Input:
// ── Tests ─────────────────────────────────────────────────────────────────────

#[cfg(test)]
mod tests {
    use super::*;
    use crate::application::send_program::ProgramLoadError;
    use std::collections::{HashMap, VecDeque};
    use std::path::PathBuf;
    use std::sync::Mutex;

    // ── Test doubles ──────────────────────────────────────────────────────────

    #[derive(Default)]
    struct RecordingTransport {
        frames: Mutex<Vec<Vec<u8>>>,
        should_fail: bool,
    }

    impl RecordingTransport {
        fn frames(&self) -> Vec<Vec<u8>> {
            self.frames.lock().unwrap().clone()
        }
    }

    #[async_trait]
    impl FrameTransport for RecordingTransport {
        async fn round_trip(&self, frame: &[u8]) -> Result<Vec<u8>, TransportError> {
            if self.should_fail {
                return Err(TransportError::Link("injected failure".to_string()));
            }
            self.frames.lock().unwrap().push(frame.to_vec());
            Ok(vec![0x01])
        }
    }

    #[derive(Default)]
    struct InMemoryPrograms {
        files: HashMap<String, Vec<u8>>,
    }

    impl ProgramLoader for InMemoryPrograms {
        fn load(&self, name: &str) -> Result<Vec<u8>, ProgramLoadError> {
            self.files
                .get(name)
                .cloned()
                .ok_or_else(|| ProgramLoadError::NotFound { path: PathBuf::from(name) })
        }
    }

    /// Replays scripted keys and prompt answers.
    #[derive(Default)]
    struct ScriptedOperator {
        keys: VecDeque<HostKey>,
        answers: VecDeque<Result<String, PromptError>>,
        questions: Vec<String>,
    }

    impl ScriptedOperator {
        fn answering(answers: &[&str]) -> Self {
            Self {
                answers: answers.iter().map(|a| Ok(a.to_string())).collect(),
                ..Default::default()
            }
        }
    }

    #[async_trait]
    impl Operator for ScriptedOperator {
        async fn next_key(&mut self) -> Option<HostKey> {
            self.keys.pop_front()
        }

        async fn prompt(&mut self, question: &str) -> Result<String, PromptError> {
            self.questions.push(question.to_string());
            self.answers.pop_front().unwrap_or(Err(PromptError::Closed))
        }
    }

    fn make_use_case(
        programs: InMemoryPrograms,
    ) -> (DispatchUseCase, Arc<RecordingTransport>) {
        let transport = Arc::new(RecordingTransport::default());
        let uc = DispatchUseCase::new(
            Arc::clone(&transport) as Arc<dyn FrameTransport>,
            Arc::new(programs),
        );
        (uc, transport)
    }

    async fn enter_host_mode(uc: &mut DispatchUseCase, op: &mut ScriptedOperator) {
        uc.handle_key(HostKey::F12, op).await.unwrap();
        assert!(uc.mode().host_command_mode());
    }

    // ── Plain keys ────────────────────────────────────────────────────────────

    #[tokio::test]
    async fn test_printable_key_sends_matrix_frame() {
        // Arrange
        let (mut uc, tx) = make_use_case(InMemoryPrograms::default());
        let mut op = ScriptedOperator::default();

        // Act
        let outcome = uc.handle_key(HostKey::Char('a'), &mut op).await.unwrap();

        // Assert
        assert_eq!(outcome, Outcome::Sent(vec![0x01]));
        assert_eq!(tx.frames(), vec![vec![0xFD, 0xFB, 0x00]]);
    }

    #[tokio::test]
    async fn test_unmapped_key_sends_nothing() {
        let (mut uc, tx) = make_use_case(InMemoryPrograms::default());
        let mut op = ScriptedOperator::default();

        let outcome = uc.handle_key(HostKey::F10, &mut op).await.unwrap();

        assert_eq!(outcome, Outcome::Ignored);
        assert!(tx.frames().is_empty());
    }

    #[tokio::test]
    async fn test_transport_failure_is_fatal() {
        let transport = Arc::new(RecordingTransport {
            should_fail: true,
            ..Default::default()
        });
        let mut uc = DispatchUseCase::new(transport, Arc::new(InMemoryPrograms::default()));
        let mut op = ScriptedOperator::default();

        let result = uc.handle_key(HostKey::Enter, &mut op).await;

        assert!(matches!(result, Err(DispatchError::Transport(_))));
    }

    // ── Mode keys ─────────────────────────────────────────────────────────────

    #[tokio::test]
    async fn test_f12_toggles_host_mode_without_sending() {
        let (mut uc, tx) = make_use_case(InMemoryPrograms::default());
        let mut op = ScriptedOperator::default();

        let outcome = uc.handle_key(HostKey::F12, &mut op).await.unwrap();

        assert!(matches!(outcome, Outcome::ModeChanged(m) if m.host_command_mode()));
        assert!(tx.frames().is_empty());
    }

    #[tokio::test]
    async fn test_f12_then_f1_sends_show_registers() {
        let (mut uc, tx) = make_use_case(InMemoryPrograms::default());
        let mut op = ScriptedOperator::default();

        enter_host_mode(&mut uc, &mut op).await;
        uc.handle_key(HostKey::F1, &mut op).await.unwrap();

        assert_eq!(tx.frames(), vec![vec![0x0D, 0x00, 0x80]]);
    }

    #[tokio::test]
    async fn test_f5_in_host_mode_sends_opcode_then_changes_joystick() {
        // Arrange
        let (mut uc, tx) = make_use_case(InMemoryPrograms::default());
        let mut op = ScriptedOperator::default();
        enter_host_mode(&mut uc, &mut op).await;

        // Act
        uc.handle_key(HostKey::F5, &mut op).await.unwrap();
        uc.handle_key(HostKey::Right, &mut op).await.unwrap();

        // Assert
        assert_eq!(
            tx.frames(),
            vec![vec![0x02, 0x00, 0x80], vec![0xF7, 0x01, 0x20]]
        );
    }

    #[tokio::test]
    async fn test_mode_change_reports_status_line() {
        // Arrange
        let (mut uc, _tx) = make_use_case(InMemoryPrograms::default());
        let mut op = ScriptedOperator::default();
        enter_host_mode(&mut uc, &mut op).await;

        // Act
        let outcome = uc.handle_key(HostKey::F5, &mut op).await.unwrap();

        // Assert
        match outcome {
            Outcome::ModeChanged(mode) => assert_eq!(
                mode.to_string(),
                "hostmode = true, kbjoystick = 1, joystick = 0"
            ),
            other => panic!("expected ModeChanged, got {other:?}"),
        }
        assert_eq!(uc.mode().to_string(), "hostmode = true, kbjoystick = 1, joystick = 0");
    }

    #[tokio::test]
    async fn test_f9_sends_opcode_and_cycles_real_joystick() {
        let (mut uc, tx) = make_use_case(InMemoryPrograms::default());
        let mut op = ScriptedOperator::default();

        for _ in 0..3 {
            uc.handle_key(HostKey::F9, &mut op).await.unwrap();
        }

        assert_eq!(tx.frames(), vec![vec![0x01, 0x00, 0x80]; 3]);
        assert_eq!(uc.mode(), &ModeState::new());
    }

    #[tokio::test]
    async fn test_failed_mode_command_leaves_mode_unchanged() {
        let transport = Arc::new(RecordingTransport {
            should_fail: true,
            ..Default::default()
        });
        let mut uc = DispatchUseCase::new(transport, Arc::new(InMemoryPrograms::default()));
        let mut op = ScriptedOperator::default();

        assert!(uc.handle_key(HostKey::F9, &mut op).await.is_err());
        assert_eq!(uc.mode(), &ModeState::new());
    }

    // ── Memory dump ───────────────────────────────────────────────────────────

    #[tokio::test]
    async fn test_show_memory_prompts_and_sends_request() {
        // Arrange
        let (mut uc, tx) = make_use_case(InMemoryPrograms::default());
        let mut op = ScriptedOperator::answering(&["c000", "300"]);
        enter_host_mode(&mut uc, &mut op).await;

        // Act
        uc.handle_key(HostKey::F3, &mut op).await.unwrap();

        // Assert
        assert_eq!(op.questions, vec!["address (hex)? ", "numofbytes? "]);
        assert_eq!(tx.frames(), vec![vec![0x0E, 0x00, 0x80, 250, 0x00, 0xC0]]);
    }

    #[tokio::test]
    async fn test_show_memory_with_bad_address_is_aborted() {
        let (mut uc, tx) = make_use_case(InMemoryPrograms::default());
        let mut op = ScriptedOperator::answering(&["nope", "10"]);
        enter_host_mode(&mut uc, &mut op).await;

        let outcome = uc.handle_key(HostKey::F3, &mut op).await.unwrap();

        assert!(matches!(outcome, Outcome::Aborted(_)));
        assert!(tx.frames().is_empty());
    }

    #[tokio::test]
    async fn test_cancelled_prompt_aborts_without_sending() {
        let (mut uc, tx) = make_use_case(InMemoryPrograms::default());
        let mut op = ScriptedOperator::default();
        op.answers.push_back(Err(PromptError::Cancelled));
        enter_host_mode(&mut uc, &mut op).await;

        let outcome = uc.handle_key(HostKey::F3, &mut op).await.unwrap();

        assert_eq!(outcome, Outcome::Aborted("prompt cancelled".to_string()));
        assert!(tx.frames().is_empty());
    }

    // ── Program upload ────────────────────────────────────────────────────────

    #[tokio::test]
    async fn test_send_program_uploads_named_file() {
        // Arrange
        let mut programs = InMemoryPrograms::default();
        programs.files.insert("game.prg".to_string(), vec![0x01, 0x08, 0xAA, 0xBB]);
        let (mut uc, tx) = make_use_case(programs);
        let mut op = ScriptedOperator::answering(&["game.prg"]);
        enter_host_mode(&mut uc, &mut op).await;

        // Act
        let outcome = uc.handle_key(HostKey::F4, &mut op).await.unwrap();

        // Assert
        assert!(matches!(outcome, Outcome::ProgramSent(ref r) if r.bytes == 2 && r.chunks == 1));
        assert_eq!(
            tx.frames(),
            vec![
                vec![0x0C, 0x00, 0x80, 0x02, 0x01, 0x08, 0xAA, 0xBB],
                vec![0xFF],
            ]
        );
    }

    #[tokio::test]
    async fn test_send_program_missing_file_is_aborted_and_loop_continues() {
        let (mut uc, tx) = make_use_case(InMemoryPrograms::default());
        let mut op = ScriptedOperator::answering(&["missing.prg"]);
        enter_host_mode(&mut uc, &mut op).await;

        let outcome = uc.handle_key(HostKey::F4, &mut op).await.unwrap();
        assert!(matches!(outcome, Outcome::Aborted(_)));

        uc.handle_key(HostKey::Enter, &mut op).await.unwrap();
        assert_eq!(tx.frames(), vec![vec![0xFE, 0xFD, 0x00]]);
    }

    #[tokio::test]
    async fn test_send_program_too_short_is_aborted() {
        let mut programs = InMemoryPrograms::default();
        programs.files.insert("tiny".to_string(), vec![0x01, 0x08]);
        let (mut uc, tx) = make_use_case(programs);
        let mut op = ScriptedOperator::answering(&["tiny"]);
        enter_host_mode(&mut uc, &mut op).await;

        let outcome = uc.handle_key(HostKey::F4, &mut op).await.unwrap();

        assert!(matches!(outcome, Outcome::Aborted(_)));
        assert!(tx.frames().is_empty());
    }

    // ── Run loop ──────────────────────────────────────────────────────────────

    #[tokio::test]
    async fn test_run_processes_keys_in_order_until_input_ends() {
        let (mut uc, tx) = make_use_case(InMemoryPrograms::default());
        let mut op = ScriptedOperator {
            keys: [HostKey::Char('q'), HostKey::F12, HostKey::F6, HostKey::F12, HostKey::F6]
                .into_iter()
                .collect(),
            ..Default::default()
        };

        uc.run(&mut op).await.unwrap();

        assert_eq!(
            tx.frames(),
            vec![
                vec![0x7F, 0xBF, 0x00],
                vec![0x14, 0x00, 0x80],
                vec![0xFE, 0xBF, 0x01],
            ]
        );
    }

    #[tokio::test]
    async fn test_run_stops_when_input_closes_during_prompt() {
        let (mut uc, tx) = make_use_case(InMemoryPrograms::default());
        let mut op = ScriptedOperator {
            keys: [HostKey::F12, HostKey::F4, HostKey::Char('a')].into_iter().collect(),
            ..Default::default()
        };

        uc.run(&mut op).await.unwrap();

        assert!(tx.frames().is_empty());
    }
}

What needs to be done: Among the entries, how many lines include the string "true"? Please reply with only the number.

The completed task: 4